12:00  we leave Mortonhall campsite. The place is rather empty at this hour of the day except for our little friends, the rabbits, which play around and hide below our wigwam. They must be eager to be left alone in their realm…

Mortonhall campsite highland cow © 2012 Scotiana

Highland cow in Mortonhall campsite © 2012 Scotiana


Highland cows keep watch at the entrance of the campsite. We already know them and they are quite friendly.  Isn’t it great to find them at the doors of Edinburgh!

Now, with Gordon Wright’s wee book,  A Guide to The Royal Mile, in our pocket, we are ready to begin a very exciting day in the Old Town of Edinburgh. WOW!

A Guide to the Royal Mile - Gordon Wright - Steve Savage

In Edinburgh, the greatest concentration of historical interest lies in the stretch of the city which runs down the rocky ridge of land from the Castle to the Palace of Holyroodhouse. This is the Old Town of Edinburgh, the Royal Mile, which has often been compared to the skeleton of a herring, with the Castle the head, the Palace the tail, and the innumerable closes running off the street at right angles, the bones from the spine.

From top to bottom, the Royal Mile incorporates six different sections: the Castle Esplanade, Castlehill, Lawnmarket, High Street, Canongate, and Abbey Strand which leads into the Palace courtyard. ‘The mile’ is roughly divided at the junction of the North and South Bridge.

Source: A Guide To The Royal Mile by Gordon Wright

This little guide is very popular and it has been re-edited a number of times. No wonder. Gordon Wright has lived here all his life. The few lines of introduction are very useful because they allow us to make at once a good idea of the place. The magnificent photo on the cover is quite interesting too because we can see the whole of the Royal Mile from the Castle to Holyrood Palace.

A Complete Illustrated Guide to Edinburgh's Royal Mile - Robert B. McNeill

I’ve just uploaded this other little guide on my Kindle. Such format can also prove very convenient to visit a place and we will have it next time we go there. There are many illustrations and you may have recognized the Ross Fountain on the cover.

So, let’s go on…

13:00 We finally find a place to park the car in George Street just in front of Laura Ashley store. But we’ll have to come back to put money in the parking meter.

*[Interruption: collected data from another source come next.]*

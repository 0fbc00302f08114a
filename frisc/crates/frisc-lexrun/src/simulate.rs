//! Parallel bitset simulation of a single rule's ε-NFA.
//!
//! Two bit-sets drive each step: `X` holds the current state set, `Y` is
//! scratch space for the next one, and an explicit stack computes the
//! ε-closure after every step instead of recursing (so a long chain of
//! ε-transitions can't blow the call stack).

use frisc_lexgen::{token, Nfa, StateId};
use frisc_util::Idx;

pub struct Simulation<'a> {
    nfa: &'a Nfa,
    x: Vec<bool>,
    y: Vec<bool>,
    stack: Vec<StateId>,
}

impl<'a> Simulation<'a> {
    pub fn new(nfa: &'a Nfa) -> Self {
        let n = nfa.len();
        Self {
            nfa,
            x: vec![false; n],
            y: vec![false; n],
            stack: Vec::new(),
        }
    }

    /// A freshly built table still carries the `\n` placeholder label; a
    /// table reloaded from disk has it resolved to the literal byte. Match
    /// either spelling so both paths lex newlines identically.
    fn label_matches(l: i16, label: i16) -> bool {
        l == label || (l == token::NEWLINE_LITERAL && label == b'\n' as i16)
    }

    fn step(&mut self, label: i16) {
        for i in 0..self.x.len() {
            if self.x[i] {
                for (l, targets) in self.nfa.transitions(StateId::from_usize(i)) {
                    if Self::label_matches(l, label) {
                        for &t in targets {
                            self.stack.push(t);
                            self.y[t.index()] = true;
                        }
                    }
                }
            }
        }

        while let Some(top) = self.stack.pop() {
            for (l, targets) in self.nfa.transitions(top) {
                if l == token::EPSILON {
                    for &t in targets {
                        if !self.y[t.index()] {
                            self.stack.push(t);
                            self.y[t.index()] = true;
                        }
                    }
                }
            }
        }

        self.x.iter_mut().for_each(|b| *b = false);
        std::mem::swap(&mut self.x, &mut self.y);
    }

    /// Feeds `input` byte by byte from the start state (always index 0),
    /// tracking the longest prefix for which the accept state (always
    /// index 1, by construction of `frisc_lexgen::thompson::transform`)
    /// was reached. Returns that prefix's length, or `0` for no match.
    pub fn longest_match(&mut self, input: &[u8]) -> usize {
        if self.x.is_empty() {
            return 0;
        }
        self.x.iter_mut().for_each(|b| *b = false);
        self.y.iter_mut().for_each(|b| *b = false);
        self.x[0] = true;
        self.step(token::EPSILON);

        let mut recognized = 0;
        let mut pos = 0;
        while pos < input.len() {
            if !self.x.iter().any(|&b| b) {
                break;
            }
            self.step(input[pos] as i16);
            pos += 1;
            if self.x.len() > 1 && self.x[1] {
                recognized = pos;
            }
        }
        recognized
    }
}

#[cfg(test)]
mod tests {
    use super::*;
    use frisc_lexgen::rewrite::rewrite_operators;
    use frisc_lexgen::thompson::transform;

    fn build(pattern: &str) -> Nfa {
        let mut nfa = Nfa::new();
        transform(&rewrite_operators(pattern), &mut nfa);
        nfa
    }

    #[test]
    fn matches_longest_prefix() {
        let nfa = build("a*");
        let mut sim = Simulation::new(&nfa);
        assert_eq!(sim.longest_match(b"aaab"), 3);
    }

    #[test]
    fn no_match_returns_zero() {
        let nfa = build("a");
        let mut sim = Simulation::new(&nfa);
        assert_eq!(sim.longest_match(b"bbb"), 0);
    }

    #[test]
    fn alternation_picks_whichever_prefix_is_present() {
        let nfa = build("cat|car");
        let mut sim = Simulation::new(&nfa);
        assert_eq!(sim.longest_match(b"car "), 3);
        assert_eq!(sim.longest_match(b"cat "), 3);
    }

    #[test]
    fn newline_placeholder_matches_a_real_newline() {
        let nfa = build(r"\n");
        let mut sim = Simulation::new(&nfa);
        assert_eq!(sim.longest_match(b"\nx"), 1);
    }

    #[test]
    fn epsilon_operator_contributes_no_input() {
        // `a|$` can match the empty string, which reports as length 0 (the
        // arbitration layer treats that the same as no match).
        let nfa = build("(a|$)b");
        let mut sim = Simulation::new(&nfa);
        assert_eq!(sim.longest_match(b"b"), 1);
        assert_eq!(sim.longest_match(b"ab"), 2);
    }
}
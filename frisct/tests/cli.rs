//! Black-box tests of the frisct binary: spawn it, feed stdin, assert on
//! stdout/stderr and the exit code.

use assert_cmd::Command;
use predicates::prelude::*;
use tempfile::TempDir;

fn frisct() -> Command {
    Command::cargo_bin("frisct").unwrap()
}

const LEX_SPEC: &str = "{znamenka}0|1|2|3|4|5|6|7|8|9\n\
% S_pocetno\n\
BROJ\n\
<S_pocetno>{znamenka}{znamenka}*\n\
{\n\
BROJ\n\
}\n\
<S_pocetno>\\_\n\
{\n\
-\n\
}\n";

const TRIVIAL_MAIN: &str = "<prijevodna_jedinica>
  <vanjska_deklaracija>
    <definicija_funkcije>
      <ime_tipa>
        <specifikator_tipa>
          KR_INT 1 int
      IDN 1 main
      L_ZAGRADA 1 (
      KR_VOID 1 void
      D_ZAGRADA 1 )
      <slozena_naredba>
        L_VIT_ZAGRADA 1 {
        <lista_naredbi>
          <naredba>
            <naredba_skoka>
              KR_RETURN 2 return
              <izraz>
                <izraz_pridruzivanja>
                  <log_ili_izraz>
                    <log_i_izraz>
                      <bin_ili_izraz>
                        <bin_xili_izraz>
                          <bin_i_izraz>
                            <jednakosni_izraz>
                              <odnosni_izraz>
                                <aditivni_izraz>
                                  <multiplikativni_izraz>
                                    <cast_izraz>
                                      <unarni_izraz>
                                        <postfiks_izraz>
                                          <primarni_izraz>
                                            BROJ 2 0
              TOCKAZAREZ 2 ;
        D_VIT_ZAGRADA 3 }
";

const NO_MAIN: &str = "<prijevodna_jedinica>
  <vanjska_deklaracija>
    <definicija_funkcije>
      <ime_tipa>
        <specifikator_tipa>
          KR_INT 1 int
      IDN 1 f
      L_ZAGRADA 1 (
      KR_VOID 1 void
      D_ZAGRADA 1 )
      <slozena_naredba>
        L_VIT_ZAGRADA 1 {
        D_VIT_ZAGRADA 1 }
";

#[test]
fn lexgen_then_lex_tokenizes_source() {
    let dir = TempDir::new().unwrap();
    let table = dir.path().join("enfa.txt");

    frisct()
        .args(["lexgen", "--output"])
        .arg(&table)
        .write_stdin(LEX_SPEC)
        .assert()
        .success()
        .stderr(predicate::str::contains("wrote"));

    frisct()
        .args(["lex", "--table"])
        .arg(&table)
        .write_stdin("12 34")
        .assert()
        .success()
        .stdout("BROJ 1 12\nBROJ 1 34\n");
}

#[test]
fn lex_reports_unknown_bytes_on_stderr() {
    let dir = TempDir::new().unwrap();
    let table = dir.path().join("enfa.txt");
    frisct().args(["lexgen", "--output"]).arg(&table).write_stdin(LEX_SPEC).assert().success();

    frisct()
        .args(["lex", "--table"])
        .arg(&table)
        .write_stdin("1x2")
        .assert()
        .success()
        .stdout("BROJ 1 1\nBROJ 1 2\n")
        .stderr(predicate::str::contains("unrecognized byte 'x'"));
}

#[test]
fn lex_rejects_an_unknown_starting_state() {
    let dir = TempDir::new().unwrap();
    let table = dir.path().join("enfa.txt");
    frisct().args(["lexgen", "--output"]).arg(&table).write_stdin(LEX_SPEC).assert().success();

    frisct()
        .args(["lex", "--table"])
        .arg(&table)
        .args(["--starting-state", "S_nepostojece"])
        .write_stdin("1")
        .assert()
        .failure()
        .stderr(predicate::str::contains("S_nepostojece"));
}

#[test]
fn check_accepts_a_well_typed_program_silently() {
    frisct()
        .arg("check")
        .write_stdin(TRIVIAL_MAIN)
        .assert()
        .success()
        .stdout(predicate::str::is_empty());
}

#[test]
fn check_prints_main_for_a_missing_main() {
    frisct().arg("check").write_stdin(NO_MAIN).assert().code(1).stdout("main\n");
}

#[test]
fn build_writes_assembly_to_stdout() {
    frisct()
        .arg("build")
        .write_stdin(TRIVIAL_MAIN)
        .assert()
        .success()
        .stdout(predicate::str::starts_with("\tMOVE 40000, R7"))
        .stdout(predicate::str::contains("F_main"));
}

#[test]
fn build_writes_assembly_to_a_file() {
    let dir = TempDir::new().unwrap();
    let out = dir.path().join("a.frisc");

    frisct()
        .args(["build", "--output"])
        .arg(&out)
        .write_stdin(TRIVIAL_MAIN)
        .assert()
        .success()
        .stdout(predicate::str::is_empty());

    let asm = std::fs::read_to_string(&out).unwrap();
    assert!(asm.contains("\tHALT\n"));
}

#[test]
fn version_flag_prints_and_exits() {
    frisct().arg("--version").assert().success();
}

Milnes Court Edinburgh's Old Town © 2012 Scotiana

Milnes Court Edinburgh’s Old Town © 2012 Scotiana

14.00 We climb up Playfair Steps which lead through Milne’s Court from the Mound to Lawnmarket street in the Royal Mile.

We are very happy to be back in the Old town at the foot of the old castle which we’ve already visited in a previous trip. The Royal Mile is one of our favourite haunts in Edinburgh. We love the atmosphere of its lively streets, its picturesque old houses and historical buildings, its colourful shops (bookshops in particular) and the funny cabs which run up and down the Royal Mile from the Castle to Holyrood Palace.

14: 20 We first stop at Gladstone’s Land (NTS) where a panel invites us to travel in time:  ‘Explore Gladstone’s Land, a restored 17th-century tenement to discover what life was really like in Edinburgh’s Old Town, 400 years ago.’

Gladstone Land Old Edinburgh  © 2012 Scotiana

Gladstone Land Old Edinburgh © 2012 Scotiana

The sign above the entrance is surmounted by a golden eagle which holds a mouse in its claws.  It has been designed and made by Douglas Campbell, the Trust’s architectural metal worker.

The visit begins on the ground floor with the  Cloth Merchant’s Booth.  Here we are invited to touch beautiful rustic yarns and pieces of material reproduced after old documents and cloth. The lady who welcomes us here shows us an ‘ell-stick’, a ruler which was used in the olden times, in Scotland, to measure cloth. An ‘ell’ equals 37 inches which is about 94 cm.  We also learn many interesting things about the traditional ways of dyeing cloth using vegetable dyes: bracken, gorse, heather, lichen, onion skins, madder and ragvort. Blue was made from imported indigo.  There has been a renewed interest in these old and natural dyeing processes in the craft industry (knitting and weawing).

Shops opened early, with the shopkeeper unbuttoning the shutters – the lower one forming a display shelf. The arcade provided shade of shelter for the potential customers passing up and down the High Street. In the evening, as the clock of St Giles’ struck eight, the shopkeepers buttoned up their booths and the day’s trade ended’ (from Gladstone’s Land – The National Trust for Scotland 2012)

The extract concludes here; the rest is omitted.